▶ **Given information**:
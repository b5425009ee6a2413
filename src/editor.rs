use crate::data::model::{CellValue, ColumnKind, RecordSet};
use crate::db::{DbError, TableStore};

// ---------------------------------------------------------------------------
// Status line
// ---------------------------------------------------------------------------

#[derive(Debug, Clone, PartialEq, Eq)]
pub enum StatusMessage {
    Success(String),
    Error(String),
}

impl StatusMessage {
    pub fn text(&self) -> &str {
        match self {
            StatusMessage::Success(s) | StatusMessage::Error(s) => s,
        }
    }

    pub fn is_error(&self) -> bool {
        matches!(self, StatusMessage::Error(_))
    }
}

// ---------------------------------------------------------------------------
// Editor session: one table, loaded once, saved wholesale
// ---------------------------------------------------------------------------

/// Edit state of one database table.
///
/// `loaded` mirrors what the store held at the last successful read or save;
/// `edited` is the working copy shown in the grid.
pub struct EditorSession {
    store: Option<Box<dyn TableStore>>,
    table: String,
    loaded: RecordSet,
    edited: RecordSet,
    status: Option<StatusMessage>,
    halted: bool,
}

impl EditorSession {
    /// Read `table` from `store`. A failed read yields a halted session that
    /// only carries the error.
    pub fn open(mut store: Box<dyn TableStore>, table: &str) -> Self {
        match store.read_table(table) {
            Ok(records) => {
                log::info!("loaded {} rows from '{table}'", records.len());
                let status = StatusMessage::Success(format!(
                    "Loaded {} rows from '{table}' ({}).",
                    records.len(),
                    store.describe()
                ));
                EditorSession {
                    store: Some(store),
                    table: table.to_string(),
                    loaded: records.clone(),
                    edited: records,
                    status: Some(status),
                    halted: false,
                }
            }
            Err(e) => Self::failed(table, &e),
        }
    }

    /// A halted session for a connection that could not be made.
    pub fn failed(table: &str, error: &DbError) -> Self {
        log::error!("cannot open '{table}': {error}");
        EditorSession {
            store: None,
            table: table.to_string(),
            loaded: RecordSet::default(),
            edited: RecordSet::default(),
            status: Some(StatusMessage::Error(format!(
                "Error connecting to or reading the table: {error}"
            ))),
            halted: true,
        }
    }

    pub fn table(&self) -> &str {
        &self.table
    }

    pub fn records(&self) -> &RecordSet {
        &self.edited
    }

    pub fn status(&self) -> Option<&StatusMessage> {
        self.status.as_ref()
    }

    /// Whether the initial read failed; nothing else is possible then.
    pub fn is_halted(&self) -> bool {
        self.halted
    }

    pub fn is_dirty(&self) -> bool {
        self.edited != self.loaded
    }

    /// Replace one cell from grid text, parsed by the column's kind.
    pub fn set_cell(&mut self, row: usize, col: usize, text: &str) {
        if col >= self.edited.columns.len() {
            return;
        }
        let kind = self.loaded_kind(col);
        let width = self.edited.columns.len();
        if let Some(r) = self.edited.rows.get_mut(row) {
            r.resize(width, CellValue::Null);
            r[col] = CellValue::parse_as(text, kind);
        }
    }

    /// Append an all-null row.
    pub fn add_row(&mut self) {
        let width = self.edited.columns.len();
        self.edited.rows.push(vec![CellValue::Null; width]);
    }

    pub fn delete_row(&mut self, row: usize) {
        if row < self.edited.rows.len() {
            self.edited.rows.remove(row);
        }
    }

    /// Discard edits.
    pub fn reset(&mut self) {
        self.edited = self.loaded.clone();
    }

    /// Overwrite the table with the edited rows.
    ///
    /// On failure the edits stay in place and the error becomes the status.
    /// A halted session has nothing to save.
    pub fn save(&mut self) -> Result<(), DbError> {
        let Some(store) = self.store.as_mut() else {
            return Ok(());
        };
        match store.replace_table(&self.table, &self.edited) {
            Ok(()) => {
                log::info!("saved {} rows to '{}'", self.edited.len(), self.table);
                self.loaded = self.edited.clone();
                self.status = Some(StatusMessage::Success("Changes saved.".to_string()));
                Ok(())
            }
            Err(e) => {
                log::error!("saving '{}' failed: {e}", self.table);
                self.status = Some(StatusMessage::Error(format!("Error saving changes: {e}")));
                Err(e)
            }
        }
    }

    /// Column kind as loaded, so edits keep the column's type. Columns whose
    /// loaded cells are all null take the kind of the edited cells.
    fn loaded_kind(&self, col: usize) -> ColumnKind {
        if self.loaded.rows.iter().any(|r| r.get(col).is_some_and(|v| !v.is_null())) {
            self.loaded.column_kind(col)
        } else {
            self.edited.column_kind(col)
        }
    }
}

#[cfg(test)]
mod tests {
    use std::cell::RefCell;
    use std::collections::HashMap;
    use std::rc::Rc;

    use super::*;
    use crate::db::BackendError;

    /// Tables kept in a shared map; writes fail while `reject_writes` is set.
    #[derive(Clone, Default)]
    struct MemoryStore {
        tables: Rc<RefCell<HashMap<String, RecordSet>>>,
        reject_writes: Rc<RefCell<bool>>,
    }

    fn rejected(table: &str) -> DbError {
        DbError::Write {
            table: table.to_string(),
            source: BackendError::from(rusqlite::Error::InvalidQuery),
        }
    }

    impl TableStore for MemoryStore {
        fn describe(&self) -> String {
            "memory".to_string()
        }

        fn read_table(&mut self, table: &str) -> Result<RecordSet, DbError> {
            self.tables.borrow().get(table).cloned().ok_or_else(|| DbError::Read {
                table: table.to_string(),
                source: BackendError::from(rusqlite::Error::InvalidQuery),
            })
        }

        fn replace_table(&mut self, table: &str, records: &RecordSet) -> Result<(), DbError> {
            if *self.reject_writes.borrow() {
                return Err(rejected(table));
            }
            self.tables.borrow_mut().insert(table.to_string(), records.clone());
            Ok(())
        }
    }

    fn seeded() -> MemoryStore {
        let store = MemoryStore::default();
        store.tables.borrow_mut().insert(
            "temps".to_string(),
            RecordSet::new(
                vec!["country".into(), "avg".into()],
                vec![
                    vec![CellValue::String("Chile".into()), CellValue::Float(9.5)],
                    vec![CellValue::String("Peru".into()), CellValue::Float(19.0)],
                ],
            ),
        );
        store
    }

    #[test]
    fn read_failure_halts_the_session() {
        let session = EditorSession::open(Box::new(MemoryStore::default()), "temps");
        assert!(session.is_halted());
        assert!(session.status().is_some_and(StatusMessage::is_error));
        assert!(session.records().is_empty());
    }

    #[test]
    fn edits_are_typed_by_column() {
        let mut session = EditorSession::open(Box::new(seeded()), "temps");
        assert!(!session.is_halted());
        session.set_cell(0, 1, "10.25");
        session.set_cell(1, 1, "");
        assert_eq!(session.records().rows[0][1], CellValue::Float(10.25));
        assert_eq!(session.records().rows[1][1], CellValue::Null);
        assert!(session.is_dirty());
        session.reset();
        assert!(!session.is_dirty());
    }

    #[test]
    fn deleted_row_is_absent_after_save() {
        let store = seeded();
        let mut session = EditorSession::open(Box::new(store.clone()), "temps");
        session.delete_row(0);
        session.add_row();
        session.set_cell(1, 0, "Bolivia");
        session.save().unwrap();
        assert!(!session.is_dirty());

        let reread = store.clone().read_table("temps").unwrap();
        assert_eq!(reread.len(), 2);
        assert_eq!(reread.rows[0][0], CellValue::String("Peru".into()));
        assert_eq!(reread.rows[1], vec![CellValue::String("Bolivia".into()), CellValue::Null]);
    }

    #[test]
    fn failed_save_keeps_edits_and_reports() {
        let store = seeded();
        let mut session = EditorSession::open(Box::new(store.clone()), "temps");
        session.delete_row(1);
        *store.reject_writes.borrow_mut() = true;

        assert!(session.save().is_err());
        assert_eq!(session.records().len(), 1);
        assert!(session.is_dirty());
        assert!(session.status().is_some_and(|s| s.text().starts_with("Error saving changes")));
        assert_eq!(store.tables.borrow()["temps"].len(), 2);
    }
}
use std::path::Path;

use rusqlite::types::{Value, ValueRef};
use rusqlite::{Connection, OpenFlags, params_from_iter};

use super::sql::{create_table, insert_row, quote_ident};
use super::{BackendError, DbError, TableStore};
use crate::data::model::{CellValue, ColumnKind, RecordSet, parse_date, DATE_FORMAT};

// ---------------------------------------------------------------------------
// SQLite backend
// ---------------------------------------------------------------------------

/// A table store over one SQLite database file.
///
/// Dates are stored as `YYYY-MM-DD` text in `DATE` columns and booleans as
/// 0/1 in `BOOLEAN` columns; the declared column type restores them on read.
pub struct SqliteStore {
    conn: Connection,
    label: String,
}

impl SqliteStore {
    /// Open an existing database file. A missing file is a connection error.
    pub fn open(path: impl AsRef<Path>) -> Result<Self, DbError> {
        let path = path.as_ref();
        let flags = OpenFlags::SQLITE_OPEN_READ_WRITE
            | OpenFlags::SQLITE_OPEN_URI
            | OpenFlags::SQLITE_OPEN_NO_MUTEX;
        let conn = Connection::open_with_flags(path, flags).map_err(|e| DbError::Connect {
            target: path.display().to_string(),
            source: BackendError::from(e),
        })?;
        Ok(Self::from_connection(conn, path.display().to_string()))
    }

    pub fn from_connection(conn: Connection, label: impl Into<String>) -> Self {
        SqliteStore {
            conn,
            label: label.into(),
        }
    }
}

impl TableStore for SqliteStore {
    fn describe(&self) -> String {
        format!("sqlite://{}", self.label)
    }

    fn read_table(&mut self, table: &str) -> Result<RecordSet, DbError> {
        let err = |e: rusqlite::Error| DbError::read(table, e);

        let mut stmt = self
            .conn
            .prepare(&format!("SELECT * FROM {}", quote_ident(table)))
            .map_err(err)?;
        let columns: Vec<String> = stmt.column_names().into_iter().map(String::from).collect();
        let declared: Vec<Option<String>> = stmt
            .columns()
            .iter()
            .map(|c| c.decl_type().map(str::to_ascii_uppercase))
            .collect();

        let mut rows = Vec::new();
        let mut cursor = stmt.query([]).map_err(err)?;
        while let Some(row) = cursor.next().map_err(err)? {
            let mut cells = Vec::with_capacity(columns.len());
            for (i, decl) in declared.iter().enumerate() {
                let value = row.get_ref(i).map_err(err)?;
                cells.push(cell_from_sqlite(value, decl.as_deref()));
            }
            rows.push(cells);
        }

        log::debug!("read {} rows from {table}", rows.len());
        Ok(RecordSet::new(columns, rows))
    }

    fn replace_table(&mut self, table: &str, records: &RecordSet) -> Result<(), DbError> {
        let err = |e: rusqlite::Error| DbError::write(table, e);

        // Dropping the transaction without commit rolls everything back.
        let tx = self.conn.transaction().map_err(err)?;
        tx.execute(&format!("DROP TABLE IF EXISTS {}", quote_ident(table)), [])
            .map_err(err)?;
        tx.execute(&create_table(table, records, sqlite_type), [])
            .map_err(err)?;
        {
            let mut insert = tx
                .prepare(&insert_row(table, &records.columns, |n| format!("?{n}")))
                .map_err(err)?;
            for row in &records.rows {
                let values = (0..records.columns.len())
                    .map(|c| sqlite_value(row.get(c).unwrap_or(&CellValue::Null)));
                insert.execute(params_from_iter(values)).map_err(err)?;
            }
        }
        tx.commit().map_err(err)?;

        log::debug!("replaced {table} with {} rows", records.len());
        Ok(())
    }
}

fn sqlite_type(kind: ColumnKind) -> &'static str {
    match kind {
        ColumnKind::Integer => "INTEGER",
        ColumnKind::Float => "REAL",
        ColumnKind::Bool => "BOOLEAN",
        ColumnKind::Date => "DATE",
        ColumnKind::Bytes => "BLOB",
        ColumnKind::Text => "TEXT",
    }
}

fn sqlite_value(cell: &CellValue) -> Value {
    match cell {
        CellValue::String(s) => Value::Text(s.clone()),
        CellValue::Integer(i) => Value::Integer(*i),
        CellValue::Float(f) => Value::Real(*f),
        CellValue::Bool(b) => Value::Integer(i64::from(*b)),
        CellValue::Date(d) => Value::Text(d.format(DATE_FORMAT).to_string()),
        CellValue::Bytes(b) => Value::Blob(b.clone()),
        CellValue::Null => Value::Null,
    }
}

fn cell_from_sqlite(value: ValueRef<'_>, declared: Option<&str>) -> CellValue {
    match (value, declared) {
        (ValueRef::Null, _) => CellValue::Null,
        (ValueRef::Integer(i), Some("BOOLEAN" | "BOOL")) => CellValue::Bool(i != 0),
        (ValueRef::Integer(i), _) => CellValue::Integer(i),
        (ValueRef::Real(f), _) => CellValue::Float(f),
        (ValueRef::Text(t), decl) => {
            let text = String::from_utf8_lossy(t);
            match decl {
                Some("DATE") => parse_date(&text)
                    .map(CellValue::Date)
                    .unwrap_or_else(|| CellValue::String(text.into_owned())),
                _ => CellValue::String(text.into_owned()),
            }
        }
        (ValueRef::Blob(b), _) => CellValue::Bytes(b.to_vec()),
    }
}
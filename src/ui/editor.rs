use eframe::egui::{self, Color32, RichText, Sense, Ui};
use egui_extras::{Column, TableBuilder};

use crate::editor::{EditorSession, StatusMessage};

/// Text of the cell being edited; committed when it loses focus.
#[derive(Debug, Clone, PartialEq)]
pub struct CellEdit {
    pub row: usize,
    pub col: usize,
    pub text: String,
    focus_requested: bool,
}

enum GridAction {
    StartEdit(usize, usize, String),
    Commit,
    DeleteRow(usize),
}

// ---------------------------------------------------------------------------
// Toolbar
// ---------------------------------------------------------------------------

pub fn toolbar(ui: &mut Ui, session: &mut EditorSession, editing: &mut Option<CellEdit>) {
    egui::menu::bar(ui, |ui: &mut Ui| {
        ui.strong(format!("Table: {}", session.table()));
        if session.is_halted() {
            return;
        }
        ui.separator();
        ui.label(format!("{} rows", session.records().len()));
        ui.separator();

        if ui.button("Add row").clicked() {
            commit(session, editing);
            session.add_row();
        }
        if ui
            .add_enabled(session.is_dirty(), egui::Button::new("Reset"))
            .clicked()
        {
            *editing = None;
            session.reset();
        }
        if ui
            .add_enabled(session.is_dirty(), egui::Button::new("Save changes"))
            .clicked()
        {
            commit(session, editing);
            // The session records the outcome as its status.
            let _ = session.save();
        }
    });
}

pub fn status_line(ui: &mut Ui, session: &EditorSession) {
    if let Some(status) = session.status() {
        let color = match status {
            StatusMessage::Success(_) => Color32::from_rgb(80, 170, 80),
            StatusMessage::Error(_) => Color32::RED,
        };
        ui.label(RichText::new(status.text()).color(color));
    }
}

fn commit(session: &mut EditorSession, editing: &mut Option<CellEdit>) {
    if let Some(edit) = editing.take() {
        session.set_cell(edit.row, edit.col, &edit.text);
    }
}

// ---------------------------------------------------------------------------
// Editable grid
// ---------------------------------------------------------------------------

/// Render the table. Click a cell to edit it; the edit is applied when the
/// text field loses focus.
pub fn grid(ui: &mut Ui, session: &mut EditorSession, editing: &mut Option<CellEdit>) {
    if session.is_halted() {
        ui.centered_and_justified(|ui: &mut Ui| {
            ui.heading("The table could not be loaded.");
        });
        return;
    }

    let records = session.records();
    let n_cols = records.columns.len();
    let mut action = None;

    ui.label("Edit values directly in the table:");
    TableBuilder::new(ui)
        .striped(true)
        .column(Column::exact(28.0))
        .columns(Column::auto().at_least(80.0).resizable(true), n_cols)
        .header(20.0, |mut header| {
            header.col(|_ui: &mut Ui| {});
            for name in &records.columns {
                header.col(|ui: &mut Ui| {
                    ui.strong(name);
                });
            }
        })
        .body(|body| {
            body.rows(20.0, records.len(), |mut row| {
                let r = row.index();
                row.col(|ui: &mut Ui| {
                    if ui.small_button("✕").on_hover_text("Delete row").clicked() {
                        action = Some(GridAction::DeleteRow(r));
                    }
                });
                for c in 0..n_cols {
                    row.col(|ui: &mut Ui| match editing.as_mut() {
                        Some(edit) if edit.row == r && edit.col == c => {
                            let resp = ui.text_edit_singleline(&mut edit.text);
                            if !edit.focus_requested {
                                resp.request_focus();
                                edit.focus_requested = true;
                            } else if resp.lost_focus() {
                                action = Some(GridAction::Commit);
                            }
                        }
                        _ => {
                            let text = records.cell(r, c).to_string();
                            let shown = if text.is_empty() { "∅".to_string() } else { text.clone() };
                            let resp = ui.add(egui::Label::new(shown).sense(Sense::click()));
                            if resp.clicked() {
                                action = Some(GridAction::StartEdit(r, c, text));
                            }
                        }
                    });
                }
            });
        });

    match action {
        Some(GridAction::StartEdit(row, col, text)) => {
            commit(session, editing);
            *editing = Some(CellEdit {
                row,
                col,
                text,
                focus_requested: false,
            });
        }
        Some(GridAction::Commit) => commit(session, editing),
        Some(GridAction::DeleteRow(row)) => {
            *editing = None;
            session.delete_row(row);
        }
        None => {}
    }
}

▶ **Exercise description**: Check each line above for "push" and give the number of lines that match, nothing more.

▶ **Exercise response**: 3